The integration of various types of cells, the vascular system, and blood vessels are all involved in the generation of the heart [98]. lncRNAs, also known as super-enhancer lncRNAs (SE-lncRNAs), control transcription at the tissue and cell levels. MyoD is an important transcription factor that involves muscle cell differentiation along with other core transcription factors [99]. The CE (core enhancer element) is produced by CERNA, which acts as a positive feedback regulator.
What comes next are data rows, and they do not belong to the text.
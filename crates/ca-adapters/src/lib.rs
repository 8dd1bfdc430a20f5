#![forbid(unsafe_code)]

//! Provider interfaces the compliance algebra's erasure and review-due
//! operators depend on, kept narrow and I/O-free: `LineageProvider` and
//! `ReviewScheduleProvider` are method bundles any adapter (a real
//! lineage store, a scheduling service) can implement, plus in-memory
//! reference implementations built on deterministic id→adjacency and
//! id→schedule maps.

use std::collections::{BTreeMap, BTreeSet, VecDeque};

use ca_compliance::{ComplianceError, ComplianceOpinion};
use ca_types::Opinion;
use thiserror::Error;

#[derive(Debug, Error, Clone, PartialEq)]
pub enum AdapterError {
    #[error("erasure scope for {source_id:?} is empty after excluding exempt nodes")]
    EmptyScope { source_id: String },
    #[error(transparent)]
    Compliance(#[from] ComplianceError),
}

/// A DAG of dataset lineage: which datasets derive from which, each
/// node's erasure-completeness opinion, and the set of nodes exempt from
/// erasure (e.g. legal-hold, anonymized-beyond-re-identification).
pub trait LineageProvider {
    /// Direct and transitive children of `id`, breadth-first, deterministic order.
    fn descendants(&self, id: &str) -> Vec<String>;
    /// Direct and transitive parents of `id`, breadth-first, deterministic order.
    fn ancestors(&self, id: &str) -> Vec<String>;
    /// Erasure-completeness opinion for `id`. Implementations default to
    /// [`Opinion::vacuous`] for nodes with no recorded assessment.
    fn erasure_opinion(&self, id: &str) -> Opinion;
    /// Nodes exempt from erasure obligations.
    fn exempt_nodes(&self) -> BTreeSet<String>;
}

/// Maps assessment ids to their review cadence.
pub trait ReviewScheduleProvider {
    /// The next mandatory review time for `id`, if scheduled.
    fn review_due(&self, id: &str) -> Option<f64>;
    /// Normal review half-life for `id`.
    fn half_life(&self, id: &str) -> Option<f64>;
    /// Accelerated half-life applied once a review is overdue. Defaults
    /// to `half_life(id) / 4`, matching the reference schedule.
    fn accelerated_half_life(&self, id: &str) -> Option<f64> {
        self.half_life(id).map(|h| h / 4.0)
    }
}

fn bfs(adjacency: &BTreeMap<String, Vec<String>>, start: &str) -> Vec<String> {
    let mut visited: BTreeSet<String> = BTreeSet::new();
    let mut queue: VecDeque<String> = VecDeque::new();
    let mut order = Vec::new();

    if let Some(children) = adjacency.get(start) {
        queue.extend(children.iter().cloned());
    }

    while let Some(node) = queue.pop_front() {
        if visited.insert(node.clone()) {
            order.push(node.clone());
            if let Some(children) = adjacency.get(&node) {
                for child in children {
                    if !visited.contains(child) {
                        queue.push_back(child.clone());
                    }
                }
            }
        }
    }

    order
}

/// An in-memory reference [`LineageProvider`]: an id→children adjacency
/// map (a `BTreeMap` for deterministic iteration when building the
/// reverse map for `ancestors`), an id→erasure-opinion map, and an exempt
/// set.
#[derive(Debug, Clone, Default)]
pub struct InMemoryLineageGraph {
    children: BTreeMap<String, Vec<String>>,
    erasure_opinions: BTreeMap<String, Opinion>,
    exempt: BTreeSet<String>,
}

impl InMemoryLineageGraph {
    #[must_use]
    pub fn new() -> Self {
        Self::default()
    }

    pub fn add_edge(&mut self, parent: impl Into<String>, child: impl Into<String>) {
        self.children.entry(parent.into()).or_default().push(child.into());
    }

    pub fn set_erasure_opinion(&mut self, id: impl Into<String>, opinion: Opinion) {
        self.erasure_opinions.insert(id.into(), opinion);
    }

    pub fn mark_exempt(&mut self, id: impl Into<String>) {
        self.exempt.insert(id.into());
    }

    fn reverse_adjacency(&self) -> BTreeMap<String, Vec<String>> {
        let mut reverse: BTreeMap<String, Vec<String>> = BTreeMap::new();
        for (parent, kids) in &self.children {
            for kid in kids {
                reverse.entry(kid.clone()).or_default().push(parent.clone());
            }
        }
        reverse
    }
}

impl LineageProvider for InMemoryLineageGraph {
    fn descendants(&self, id: &str) -> Vec<String> {
        bfs(&self.children, id)
    }

    fn ancestors(&self, id: &str) -> Vec<String> {
        bfs(&self.reverse_adjacency(), id)
    }

    fn erasure_opinion(&self, id: &str) -> Opinion {
        self.erasure_opinions.get(id).copied().unwrap_or_else(Opinion::vacuous)
    }

    fn exempt_nodes(&self) -> BTreeSet<String> {
        self.exempt.clone()
    }
}

#[derive(Debug, Clone, Copy)]
struct ScheduleEntry {
    half_life: f64,
    accelerated_half_life: Option<f64>,
    review_due: Option<f64>,
}

/// An in-memory reference [`ReviewScheduleProvider`]: an id→schedule map.
#[derive(Debug, Clone, Default)]
pub struct InMemoryReviewSchedule {
    entries: BTreeMap<String, ScheduleEntry>,
}

impl InMemoryReviewSchedule {
    #[must_use]
    pub fn new() -> Self {
        Self::default()
    }

    pub fn set_schedule(&mut self, id: impl Into<String>, half_life: f64, review_due: Option<f64>) {
        self.entries.insert(
            id.into(),
            ScheduleEntry { half_life, accelerated_half_life: None, review_due },
        );
    }

    pub fn set_accelerated_half_life(&mut self, id: &str, accelerated_half_life: f64) {
        if let Some(entry) = self.entries.get_mut(id) {
            entry.accelerated_half_life = Some(accelerated_half_life);
        }
    }
}

impl ReviewScheduleProvider for InMemoryReviewSchedule {
    fn review_due(&self, id: &str) -> Option<f64> {
        self.entries.get(id).and_then(|e| e.review_due)
    }

    fn half_life(&self, id: &str) -> Option<f64> {
        self.entries.get(id).map(|e| e.half_life)
    }

    fn accelerated_half_life(&self, id: &str) -> Option<f64> {
        self.entries
            .get(id)
            .and_then(|e| e.accelerated_half_life.or(Some(e.half_life / 4.0)))
    }
}

/// Compute the erasure-scope compliance opinion for `source_id`: the
/// n-ary meet over the erasure opinions of `({source} ∪ descendants) −
/// exempt`, gathered in sorted-id order for determinism.
pub fn erasure_scope_assessment(
    source_id: &str,
    lineage: &impl LineageProvider,
) -> Result<ComplianceOpinion, AdapterError> {
    let exempt = lineage.exempt_nodes();

    let mut scope: BTreeSet<String> = lineage.descendants(source_id).into_iter().collect();
    scope.insert(source_id.to_owned());
    for id in &exempt {
        scope.remove(id);
    }

    if scope.is_empty() {
        return Err(AdapterError::EmptyScope { source_id: source_id.to_owned() });
    }

    #[cfg(feature = "tracing")]
    tracing::debug!(source_id, scope_size = scope.len(), "assessing erasure scope");

    let opinions: Vec<Opinion> = scope.iter().map(|id| lineage.erasure_opinion(id)).collect();
    Ok(ca_compliance::erasure_scope_opinion(&opinions)?)
}

/// Compute residual contamination risk for `node_id` given its full
/// ancestor set (not filtered by exempt — contamination tracks data
/// persistence, which exemption doesn't erase).
pub fn contamination_risk(
    node_id: &str,
    lineage: &impl LineageProvider,
) -> Result<ComplianceOpinion, AdapterError> {
    let mut scope: BTreeSet<String> = lineage.ancestors(node_id).into_iter().collect();
    scope.insert(node_id.to_owned());

    let opinions: Vec<Opinion> = scope.iter().map(|id| lineage.erasure_opinion(id)).collect();
    Ok(ca_compliance::residual_contamination(&opinions)?)
}

#[cfg(test)]
mod tests {
    use ca_types::Opinion;

    use super::{
        AdapterError, InMemoryLineageGraph, InMemoryReviewSchedule, LineageProvider, ReviewScheduleProvider,
        contamination_risk, erasure_scope_assessment,
    };

    fn op(l: f64, v: f64, u: f64) -> Opinion {
        Opinion::new(l, v, u, 0.5).unwrap()
    }

    #[test]
    fn descendants_are_breadth_first_and_deterministic() {
        let mut graph = InMemoryLineageGraph::new();
        graph.add_edge("root", "a");
        graph.add_edge("root", "b");
        graph.add_edge("a", "c");

        assert_eq!(graph.descendants("root"), vec!["a", "b", "c"]);
    }

    #[test]
    fn ancestors_traverse_reverse_adjacency() {
        let mut graph = InMemoryLineageGraph::new();
        graph.add_edge("root", "a");
        graph.add_edge("a", "leaf");

        assert_eq!(graph.ancestors("leaf"), vec!["a", "root"]);
    }

    #[test]
    fn unknown_node_erasure_opinion_defaults_to_vacuous() {
        let graph = InMemoryLineageGraph::new();
        assert_eq!(graph.erasure_opinion("unknown"), Opinion::vacuous());
    }

    #[test]
    fn erasure_scope_excludes_exempt_nodes() {
        let mut graph = InMemoryLineageGraph::new();
        graph.add_edge("root", "a");
        graph.add_edge("root", "b");
        graph.set_erasure_opinion("root", op(0.9, 0.05, 0.05));
        graph.set_erasure_opinion("a", op(0.9, 0.05, 0.05));
        graph.set_erasure_opinion("b", op(0.2, 0.7, 0.1));
        graph.mark_exempt("b");

        let assessment = erasure_scope_assessment("root", &graph).unwrap();
        assert!(assessment.lawfulness() > 0.5);
    }

    #[test]
    fn erasure_scope_empty_after_exempting_everything_errors() {
        let mut graph = InMemoryLineageGraph::new();
        graph.mark_exempt("root");
        assert!(matches!(
            erasure_scope_assessment("root", &graph),
            Err(AdapterError::EmptyScope { .. })
        ));
    }

    #[test]
    fn contamination_risk_ignores_exemption() {
        let mut graph = InMemoryLineageGraph::new();
        graph.add_edge("root", "leaf");
        graph.set_erasure_opinion("root", op(0.9, 0.05, 0.05));
        graph.set_erasure_opinion("leaf", op(0.9, 0.05, 0.05));
        graph.mark_exempt("root");

        let risk = contamination_risk("leaf", &graph).unwrap();
        let total = risk.lawfulness() + risk.violation() + risk.uncertainty();
        assert!((total - 1.0).abs() < 1e-9);
    }

    #[test]
    fn review_schedule_accelerated_half_life_defaults_to_quarter() {
        let mut schedule = InMemoryReviewSchedule::new();
        schedule.set_schedule("assessment-1", 40.0, Some(100.0));
        assert_eq!(schedule.accelerated_half_life("assessment-1"), Some(10.0));
        assert_eq!(schedule.review_due("assessment-1"), Some(100.0));
    }

    #[test]
    fn review_schedule_accelerated_half_life_can_be_overridden() {
        let mut schedule = InMemoryReviewSchedule::new();
        schedule.set_schedule("assessment-1", 40.0, None);
        schedule.set_accelerated_half_life("assessment-1", 5.0);
        assert_eq!(schedule.accelerated_half_life("assessment-1"), Some(5.0));
    }

    #[test]
    fn review_schedule_unknown_id_returns_none() {
        let schedule = InMemoryReviewSchedule::new();
        assert_eq!(schedule.half_life("unknown"), None);
        assert_eq!(schedule.accelerated_half_life("unknown"), None);
    }
}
It has been recently observed that various types of lncRNA are involved in the development of CVDs, including CHRF, Myh7, LIPCAR, MIAT, Carl, LIPCAR, ASB9P1, RP11-218 M11.6, G078882, G064270, G000678, G030563, H19, TUG1, PFL, MIAT, AK081284, HOXA11-ASz, NRON, and GAS5 [96]. H19 is expressed during embryogenesis and CVD but is repressed after birth. miRNA-675 acts as a negative regulator in cardiac hypertrophy. miR-675-3p and miR-675-5p are upregulated in cardiac hypertrophy [100]. Some pro-hypertrophic factors are also involved in CH and are mediated by Ca/calmodulin-dependent protein kinase IIδ (CaMKIIδ). The lncRNA–miRNA–mRNA axis can be a potential target for therapeutic approaches [101]. All these investigations have confirmed that lncRNAs play major roles in cardiovascular biology and diseases (Table 3) [102].